• The task
Please repeat the lines below exactly. Begin with the line containing "pub const TRACE: PackedMethod" and go on through the line containing "pub fn bad_gateway_line(version: &[u8;".

• Provided records
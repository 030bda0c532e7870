use bytes::Bytes;

use crate::http::headers::HeaderCollection;
use crate::http::method::Version;

/// Progress of a response through the parser.
#[derive(Debug, Clone, Copy, PartialEq, Eq, PartialOrd, Ord)]
pub enum ResponseStage {
    /// Waiting for the version word
    ParsingVersion,
    /// Waiting for the three-digit status
    ParsingStatus,
    /// Reading the reason phrase up to the line end
    ParsingReason,
    /// Reading header lines until the blank line
    ParsingHeader,
    /// Head complete; body framing chosen
    HeadersParsed,
    /// Body bytes are being decoded
    ReadingBody,
    /// Head and body fully consumed
    MessageParsed,
}

/// Status line and headers of a response.
#[derive(Debug, Clone)]
pub struct ResponseHead {
    /// How far the parser has got
    pub(crate) stage: ResponseStage,
    /// HTTP/1.0 or HTTP/1.1
    pub(crate) version: Version,
    /// Status code (e.g. 200, 502)
    pub(crate) status: u16,
    /// Reason phrase; may be empty
    pub(crate) reason: String,
    /// Header fields in arrival order
    pub(crate) headers: HeaderCollection,
}

impl Default for ResponseHead {
    fn default() -> Self {
        Self {
            stage: ResponseStage::ParsingVersion,
            version: Version::Http11,
            status: 0,
            reason: String::new(),
            headers: HeaderCollection::new(),
        }
    }
}

impl ResponseHead {
    pub fn stage(&self) -> ResponseStage {
        self.stage
    }

    fn require(&self, producer: ResponseStage, field: &str) {
        assert!(
            self.stage > producer,
            "response {field} read before it was parsed (stage {:?})",
            self.stage
        );
    }

    pub fn version(&self) -> Version {
        self.require(ResponseStage::ParsingVersion, "version");
        self.version
    }

    pub fn status(&self) -> u16 {
        self.require(ResponseStage::ParsingStatus, "status");
        self.status
    }

    pub fn reason(&self) -> &str {
        self.require(ResponseStage::ParsingReason, "reason");
        &self.reason
    }

    pub fn headers(&self) -> &HeaderCollection {
        self.require(ResponseStage::ParsingHeader, "headers");
        &self.headers
    }

    pub fn headers_mut(&mut self) -> &mut HeaderCollection {
        self.require(ResponseStage::ParsingHeader, "headers");
        &mut self.headers
    }

    /// Replaces the status code and reason phrase.
    pub fn set_status(&mut self, status: u16, reason: impl Into<String>) {
        self.require(ResponseStage::ParsingReason, "status");
        self.status = status;
        self.reason = reason.into();
    }
}

/// Returns the standard reason phrase for `status`, or an empty string.
///
/// # Example
///
/// ```
/// # use tapline::http::response::reason_phrase;
/// assert_eq!(reason_phrase(200), "OK");
/// assert_eq!(reason_phrase(502), "Bad Gateway");
/// ```
pub fn reason_phrase(status: u16) -> &'static str {
    match status {
        100 => "Continue",
        101 => "Switching Protocols",
        200 => "OK",
        201 => "Created",
        202 => "Accepted",
        204 => "No Content",
        206 => "Partial Content",
        301 => "Moved Permanently",
        302 => "Found",
        304 => "Not Modified",
        307 => "Temporary Redirect",
        308 => "Permanent Redirect",
        400 => "Bad Request",
        401 => "Unauthorized",
        403 => "Forbidden",
        404 => "Not Found",
        405 => "Method Not Allowed",
        407 => "Proxy Authentication Required",
        408 => "Request Timeout",
        413 => "Content Too Large",
        500 => "Internal Server Error",
        501 => "Not Implemented",
        502 => "Bad Gateway",
        503 => "Service Unavailable",
        504 => "Gateway Timeout",
        _ => "",
    }
}

/// A complete response produced by the proxy rather than an origin: the
/// synthesized 502 or a substitute supplied by a `RequestFailed` hook.
#[derive(Debug, Clone)]
pub struct Response {
    /// Status line and headers, `Content-Length` included
    pub head: ResponseHead,
    /// The complete body
    pub body: Bytes,
}

/// Builder for constructing responses in a fluent style.
///
/// # Example
///
/// ```
/// # use tapline::http::response::ResponseBuilder;
/// let response = ResponseBuilder::new(503)
///     .header("Retry-After", "5")
///     .body("try again later")
///     .build();
/// assert_eq!(response.head.headers().get("Content-Length"), Some("15"));
/// ```
pub struct ResponseBuilder {
    /// Status code
    status: u16,
    /// Reason phrase; the standard one for `status` when unset
    reason: Option<String>,
    /// Protocol version, HTTP/1.1 by default
    version: Version,
    /// Header fields in insertion order
    headers: HeaderCollection,
    /// Response body
    body: Bytes,
}

impl ResponseBuilder {
    pub fn new(status: u16) -> Self {
        Self {
            status,
            reason: None,
            version: Version::Http11,
            headers: HeaderCollection::new(),
            body: Bytes::new(),
        }
    }

    /// Overrides the standard reason phrase.
    pub fn reason(mut self, reason: impl Into<String>) -> Self {
        self.reason = Some(reason.into());
        self
    }

    /// Sets the version, usually to match the client's.
    pub fn version(mut self, version: Version) -> Self {
        self.version = version;
        self
    }

    /// Appends a header field.
    pub fn header(mut self, name: impl AsRef<str>, value: impl Into<String>) -> Self {
        self.headers.append(name, value);
        self
    }

    /// Sets the body.
    pub fn body(mut self, body: impl Into<Bytes>) -> Self {
        self.body = body.into();
        self
    }

    /// Builds the response, adding `Content-Length` when absent.
    pub fn build(mut self) -> Response {
        if !self.headers.contains("Content-Length") {
            self.headers.append("Content-Length", self.body.len().to_string());
        }

        Response {
            head: ResponseHead {
                stage: ResponseStage::MessageParsed,
                version: self.version,
                status: self.status,
                reason: self
                    .reason
                    .unwrap_or_else(|| reason_phrase(self.status).to_string()),
                headers: self.headers,
            },
            body: self.body,
        }
    }
}

impl Response {
    /// The `502` sent when an exchange fails before any response byte left.
    pub fn bad_gateway(version: Version, detail: &str) -> Self {
        ResponseBuilder::new(502)
            .version(version)
            .header("Content-Type", "text/plain")
            .header("Connection", "close")
            .body(format!("502 Bad Gateway\r\n\r\n{detail}"))
            .build()
    }
}
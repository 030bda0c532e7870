use crate::error::{ProxyError, Result};
use crate::http::headers::HeaderCollection;
use crate::http::method::{Method, Version};

/// Progress of a request through the parser.
///
/// Stages only move forward; the header stage repeats once per field.
#[derive(Debug, Clone, Copy, PartialEq, Eq, PartialOrd, Ord)]
pub enum RequestStage {
    /// Waiting for the method token
    ParsingMethod,
    /// Waiting for the request target
    ParsingRequestUri,
    /// Waiting for `HTTP/1.0` or `HTTP/1.1` and the line end
    ParsingVersion,
    /// Reading header lines until the blank line
    ParsingHeader,
    /// Head complete; body framing chosen
    HeadersParsed,
    /// `Expect: 100-continue` seen; the interim reply is still owed
    HandlingExpect100Continue,
    /// Body bytes are being decoded
    ReadingBody,
    /// Head and body fully consumed
    MessageParsed,
}

/// Request line and headers of a proxied request.
///
/// A field may only be read once the parser has moved past the stage that
/// produces it. Reading earlier is a bug in the caller and panics.
#[derive(Debug, Clone)]
pub struct RequestHead {
    /// How far the parser has got
    pub(crate) stage: RequestStage,
    /// The request method (GET, CONNECT, or a custom token)
    pub(crate) method: Method,
    /// The target exactly as sent
    pub(crate) target: String,
    /// HTTP/1.0 or HTTP/1.1
    pub(crate) version: Version,
    /// Header fields in arrival order
    pub(crate) headers: HeaderCollection,
    /// Set for CONNECT requests
    pub(crate) is_tunnel: bool,
}

impl Default for RequestHead {
    fn default() -> Self {
        Self {
            stage: RequestStage::ParsingMethod,
            method: Method::Get,
            target: String::new(),
            version: Version::Http11,
            headers: HeaderCollection::new(),
            is_tunnel: false,
        }
    }
}

impl RequestHead {
    pub fn stage(&self) -> RequestStage {
        self.stage
    }

    fn require(&self, producer: RequestStage, field: &str) {
        assert!(
            self.stage > producer,
            "request {field} read before it was parsed (stage {:?})",
            self.stage
        );
    }

    pub fn method(&self) -> &Method {
        self.require(RequestStage::ParsingMethod, "method");
        &self.method
    }

    /// Request target as sent: an absolute URI, an origin-form path or, for
    /// CONNECT, an authority.
    pub fn target(&self) -> &str {
        self.require(RequestStage::ParsingRequestUri, "target");
        &self.target
    }

    pub fn version(&self) -> Version {
        self.require(RequestStage::ParsingVersion, "version");
        self.version
    }

    pub fn headers(&self) -> &HeaderCollection {
        self.require(RequestStage::ParsingHeader, "headers");
        &self.headers
    }

    pub fn headers_mut(&mut self) -> &mut HeaderCollection {
        self.require(RequestStage::ParsingHeader, "headers");
        &mut self.headers
    }

    /// Rewrites the request target, e.g. from a `before_request` hook.
    pub fn set_target(&mut self, target: impl Into<String>) {
        self.require(RequestStage::ParsingRequestUri, "target");
        self.target = target.into();
    }

    /// Whether this is a CONNECT request asking for an opaque tunnel.
    pub fn is_tunnel(&self) -> bool {
        self.require(RequestStage::ParsingMethod, "method");
        self.is_tunnel
    }

    /// Declared `Content-Length`, rejecting unparsable or conflicting values.
    pub fn content_length(&self) -> Result<Option<u64>> {
        content_length(self.headers())
    }

    /// Whether `Transfer-Encoding` lists `chunked`.
    pub fn is_chunked(&self) -> bool {
        self.headers().has_token("Transfer-Encoding", "chunked")
    }

    /// Whether the client asked for `100 Continue` before sending a body.
    pub fn expects_continue(&self) -> bool {
        self.headers().has_token("Expect", "100-continue")
    }
}

pub(crate) fn content_length(headers: &HeaderCollection) -> Result<Option<u64>> {
    let mut declared = None;

    for value in headers.get_all("Content-Length") {
        let digits = value.trim();
        let invalid = || ProxyError::malformed(format!("invalid Content-Length {value:?}"));
        // `u64::from_str` would also take a leading `+`.
        if digits.is_empty() || !digits.bytes().all(|b| b.is_ascii_digit()) {
            return Err(invalid());
        }
        let parsed = digits.parse::<u64>().map_err(|_| invalid())?;

        match declared {
            Some(previous) if previous != parsed => {
                return Err(ProxyError::malformed("conflicting Content-Length values"));
            }
            _ => declared = Some(parsed),
        }
    }

    Ok(declared)
}

/// Builder for request heads created by the proxy itself, such as the
/// CONNECT sent to an upstream proxy.
#[derive(Debug, Default)]
pub struct RequestBuilder {
    method: Option<Method>,
    target: Option<String>,
    version: Option<Version>,
    headers: HeaderCollection,
}

impl RequestBuilder {
    pub fn new() -> Self {
        Self::default()
    }

    /// Sets the method; required.
    pub fn method(mut self, method: Method) -> Self {
        self.method = Some(method);
        self
    }

    /// Sets the request target; required.
    pub fn target(mut self, target: impl Into<String>) -> Self {
        self.target = Some(target.into());
        self
    }

    /// Sets the version; defaults to HTTP/1.1.
    pub fn version(mut self, version: Version) -> Self {
        self.version = Some(version);
        self
    }

    /// Appends a header field, keeping earlier ones of the same name.
    pub fn header(mut self, name: impl AsRef<str>, value: impl Into<String>) -> Self {
        self.headers.append(name, value);
        self
    }

    /// Builds a fully parsed head.
    ///
    /// # Errors
    ///
    /// Returns an error naming the missing field if the method or the
    /// target was never set.
    pub fn build(self) -> Result<RequestHead, &'static str> {
        let method = self.method.ok_or("method missing")?;
        let target = self.target.ok_or("target missing")?;

        Ok(RequestHead {
            stage: RequestStage::MessageParsed,
            is_tunnel: method == Method::Connect,
            method,
            target,
            version: self.version.unwrap_or(Version::Http11),
            headers: self.headers,
        })
    }
}
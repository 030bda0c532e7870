//! Wire constants and the shared header-name cache.

use dashmap::DashMap;
use std::sync::{Arc, LazyLock};

pub const SP: u8 = b' ';
pub const CR: u8 = b'\r';
pub const LF: u8 = b'\n';
pub const CRLF: &[u8] = b"\r\n";
pub const HEADER_SEPARATOR: &[u8] = b": ";
pub const CHUNKED_TERMINATOR: &[u8] = b"0\r\n\r\n";

pub const HTTP_10: &[u8; 8] = b"HTTP/1.0";
pub const HTTP_11: &[u8; 8] = b"HTTP/1.1";

/// `HTTP/1.0` and `HTTP/1.1` read as little-endian words.
pub const HTTP_10_WORD: u64 = u64::from_le_bytes(*HTTP_10);
pub const HTTP_11_WORD: u64 = u64::from_le_bytes(*HTTP_11);

/// A method token followed by its space, packed into the low bytes of a
/// little-endian word, with the mask selecting those bytes.
#[derive(Debug, Clone, Copy)]
pub struct PackedMethod {
    pub word: u64,
    pub mask: u64,
    pub len: usize,
}

const fn pack(token: &[u8]) -> PackedMethod {
    let mut bytes = [0u8; 8];
    let mut i = 0;
    while i < token.len() {
        bytes[i] = token[i];
        i += 1;
    }

    let mask = if token.len() == 8 {
        u64::MAX
    } else {
        (1u64 << (token.len() * 8)) - 1
    };

    PackedMethod {
        word: u64::from_le_bytes(bytes),
        mask,
        len: token.len(),
    }
}

pub const GET_WORD: u32 = u32::from_le_bytes(*b"GET ");
pub const PUT_WORD: u32 = u32::from_le_bytes(*b"PUT ");

pub const POST: PackedMethod = pack(b"POST ");
pub const HEAD: PackedMethod = pack(b"HEAD ");
pub const TRACE: PackedMethod = pack(b"TRACE ");
pub const PATCH: PackedMethod = pack(b"PATCH ");
pub const DELETE: PackedMethod = pack(b"DELETE ");
pub const CONNECT: PackedMethod = pack(b"CONNECT ");
pub const OPTIONS: PackedMethod = pack(b"OPTIONS ");

/// Longest method token accepted by the custom-method fallback.
pub const MAX_METHOD_LEN: usize = 32;

/// Header names retained by the interning cache.
const NAME_CACHE_LIMIT: usize = 1024;

static HEADER_NAMES: LazyLock<DashMap<Box<[u8]>, Arc<str>>> = LazyLock::new(DashMap::new);

/// Returns the shared spelling for a header name.
///
/// `name` must already be validated as an ASCII token. Spellings are kept
/// exactly as seen so re-emission is byte-exact.
pub fn intern_header_name(name: &[u8]) -> Arc<str> {
    if let Some(hit) = HEADER_NAMES.get(name) {
        return hit.clone();
    }

    let fresh: Arc<str> = Arc::from(String::from_utf8_lossy(name).as_ref());

    if HEADER_NAMES.len() >= NAME_CACHE_LIMIT {
        return fresh;
    }

    HEADER_NAMES
        .entry(name.into())
        .or_insert(fresh)
        .value()
        .clone()
}

/// `HTTP/x.y 100 Continue` followed by the blank line ending the interim head.
pub fn continue_line(version: &[u8; 8]) -> Vec<u8> {
    status_only(version, b"100 Continue")
}

pub fn connection_established(version: &[u8; 8]) -> Vec<u8> {
    status_only(version, b"200 Connection Established")
}

pub fn bad_gateway_line(version: &[u8; 8]) -> Vec<u8> {
    status_only(version, b"502 Bad Gateway")
}

fn status_only(version: &[u8; 8], status: &[u8]) -> Vec<u8> {
    let mut line = Vec::with_capacity(version.len() + status.len() + 5);
    line.extend_from_slice(version);
    line.push(SP);
    line.extend_from_slice(status);
    line.extend_from_slice(CRLF);
    line.extend_from_slice(CRLF);
    line
}

/// Token characters allowed in methods and header names.
pub fn is_tchar(b: u8) -> bool {
    matches!(b,
        b'!' | b'#' | b'$' | b'%' | b'&' | b'\'' | b'*' | b'+' | b'-' | b'.'
        | b'^' | b'_' | b'`' | b'|' | b'~'
    ) || b.is_ascii_alphanumeric()
}

#[cfg(test)]
mod tests {
    use super::*;

    #[test]
    fn packed_masks_cover_token_and_space() {
        assert_eq!(POST.len, 5);
        assert_eq!(POST.mask, 0xFF_FFFF_FFFF);
        assert_eq!(CONNECT.mask, u64::MAX);

        let word = u64::from_le_bytes(*b"DELETE /");
        assert_eq!(word & DELETE.mask, DELETE.word);
    }

    #[test]
    fn interned_names_are_shared() {
        let a = intern_header_name(b"X-Interned");
        let b = intern_header_name(b"X-Interned");
        assert!(Arc::ptr_eq(&a, &b));
        assert_eq!(&*a, "X-Interned");
    }

    #[test]
    fn status_lines_end_the_head() {
        assert_eq!(continue_line(HTTP_11), b"HTTP/1.1 100 Continue\r\n\r\n");
        assert_eq!(bad_gateway_line(HTTP_10), b"HTTP/1.0 502 Bad Gateway\r\n\r\n");
    }
}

• Task result
pub const TRACE: PackedMethod = pack(b"TRACE ");
pub const PATCH: PackedMethod = pack(b"PATCH ");
pub const DELETE: PackedMethod = pack(b"DELETE ");
pub const CONNECT: PackedMethod = pack(b"CONNECT ");
pub const OPTIONS: PackedMethod = pack(b"OPTIONS ");

/// Longest method token accepted by the custom-method fallback.
pub const MAX_METHOD_LEN: usize = 32;

/// Header names retained by the interning cache.
const NAME_CACHE_LIMIT: usize = 1024;

static HEADER_NAMES: LazyLock<DashMap<Box<[u8]>, Arc<str>>> = LazyLock::new(DashMap::new);

/// Returns the shared spelling for a header name.
///
/// `name` must already be validated as an ASCII token. Spellings are kept
/// exactly as seen so re-emission is byte-exact.
pub fn intern_header_name(name: &[u8]) -> Arc<str> {
    if let Some(hit) = HEADER_NAMES.get(name) {
        return hit.clone();
    }

    let fresh: Arc<str> = Arc::from(String::from_utf8_lossy(name).as_ref());

    if HEADER_NAMES.len() >= NAME_CACHE_LIMIT {
        return fresh;
    }

    HEADER_NAMES
        .entry(name.into())
        .or_insert(fresh)
        .value()
        .clone()
}

/// `HTTP/x.y 100 Continue` followed by the blank line ending the interim head.
pub fn continue_line(version: &[u8; 8]) -> Vec<u8> {
    status_only(version, b"100 Continue")
}

pub fn connection_established(version: &[u8; 8]) -> Vec<u8> {
    status_only(version, b"200 Connection Established")
}

pub fn bad_gateway_line(version: &[u8; 8]) -> Vec<u8> {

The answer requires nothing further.